Penurunan tersebut dapat disebabkan oleh kesalahan prioritas kebijakan kepada Infrastruktur masif yang tidak memprioritaskan pekerja lokal. Disamping sejumlah faktor lain, termasuk otomatisasi, dan transformasi digital yang mengurangi kebutuhan tenaga kerja di sektor tertentu.
Proyeksi penyerapan tenaga kerja tahun 2025 bergantung pada berbagai faktor, termasuk pertumbuhan ekonomi, investasi, dan kebijakan pemerintah.
Beberapa langkah strategis dapat diambil untuk mengatatasi ancaman PHK di masa depan yaitu pertama, Kebijakan ekonomi yang memprioritaskan Diversifikasi Ekonomi. Mengurangi ketergantungan pada sektor tertentu dengan mendorong pertumbuhan di berbagai sektor ekonomi. Kedua, Peningkatan Keterampilan usia produktif dengan Mengadakan pelatihan dan pendidikan vokasional untuk meningkatkan keterampilan tenaga kerja sesuai kebutuhan industri. Ketiga, Perlindungan Pekerja Informal dengan Menyediakan akses ke jaminan sosial dan program perlindungan bagi pekerja di sektor informal.
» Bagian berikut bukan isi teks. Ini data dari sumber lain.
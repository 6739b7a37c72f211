//! Error and halt types for the engine.
//!
//! The teacher threads raw `Result<(), String>`/`panic!` through its
//! `cpu_6502.rs`. spec.md's ERROR HANDLING DESIGN section asks for typed,
//! matchable error values instead, so this follows the wider corpus
//! (`yamos6502` uses a similar split of "this is a bug in the host/program"
//! vs "the machine halted normally") and reaches for `thiserror`.

use thiserror::Error;

/// Conditions spec.md classifies as errors: a host/program defect, never a
/// normal outcome of program execution.
#[derive(Debug, Error, PartialEq, Eq)]
pub enum CoreError {
    /// The opcode fetched has no entry in the dispatch table. PC is left
    /// pointing at the offending byte so a caller can inspect it.
    #[error("undefined opcode {opcode:#04x} at {address:#06x}")]
    UndefinedOpcode { opcode: u8, address: u16 },
}

/// Why `Cpu::run` returned, distinguishing the two non-error ways a run can
/// end: spec.md treats BRK as the program's own halt signal, and a
/// caller-supplied step ceiling as a harness safety net, not a fault.
#[derive(Debug, Clone, Copy, PartialEq, Eq)]
pub enum Halt {
    /// A BRK instruction was fetched and executed.
    Break,
    /// `max_steps` instructions were executed without hitting BRK or an
    /// error.
    MaxStepsReached,
}

/// The outcome of a single `Cpu::step` call: which instruction ran, how
/// many cycles it cost (including any page-cross/branch penalty), and
/// whether it was BRK.
#[derive(Debug, Clone, Copy, PartialEq, Eq)]
pub struct StepOutcome {
    pub mnemonic: crate::opcodes::Mnemonic,
    pub cycles: u8,
    pub is_break: bool,
}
Keempat, Inovasi dan Teknologi yaitu dengan Mendorong adopsi teknologi dan inovasi untuk menciptakan peluang kerja baru dan meningkatkan produktivitas.
Dengan pendekatan komprehensif dan kolaborasi antara pemerintah, sektor swasta, dan masyarakat, tantangan ketenagakerjaan dapat diatasi untuk mencapai pertumbuhan ekonomi yang inklusif dan berkelanjutan.
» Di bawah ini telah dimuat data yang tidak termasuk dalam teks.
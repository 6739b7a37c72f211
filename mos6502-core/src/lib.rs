// Clippy rules to disable.
#![allow(clippy::new_without_default)]

pub mod addressing;
pub mod clock;
pub mod cpu;
pub mod error;
pub mod memory;
pub mod opcodes;
pub mod registers;
mod semantics;

/// Byte-poking helpers for building tiny test programs. Not gated behind
/// `#[cfg(test)]` since the integration tests under `tests/` are a
/// separate crate and need to reach it too; there's no meaningful runtime
/// cost to shipping it.
pub mod testutil;

pub use addressing::{Mode, Operand};
pub use clock::{BusyWaitClock, Clock, ClockSpeed, HybridClock};
pub use cpu::Cpu;
pub use error::{CoreError, Halt, StepOutcome};
pub use memory::Memory;
pub use opcodes::{Instruction, Mnemonic, OPCODE_TABLE};
pub use registers::{StatusFlags, RESET_STATUS};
Klaim pemerintah mengenai penyerapan tenaga kerja yang tinggi perlu diverifikasi dengan data yang transparan dan akurat.
Saat ini terkesan pemerintah datanya tidak sinkron antar KL dan perbedaan ini menunjukan level realibitas data ketenagakerjaan.
Peningkatan angka PHK dan jumlah pengangguran menunjukkan bahwa masih banyak tantangan yang harus diatasi dalam sektor ketenagakerjaan.
Oleh karena itu, diperlukan upaya kolaboratif antara pemerintah, sektor swasta, dan masyarakat untuk menciptakan lapangan kerja yang berkualitas dan berkelanjutan.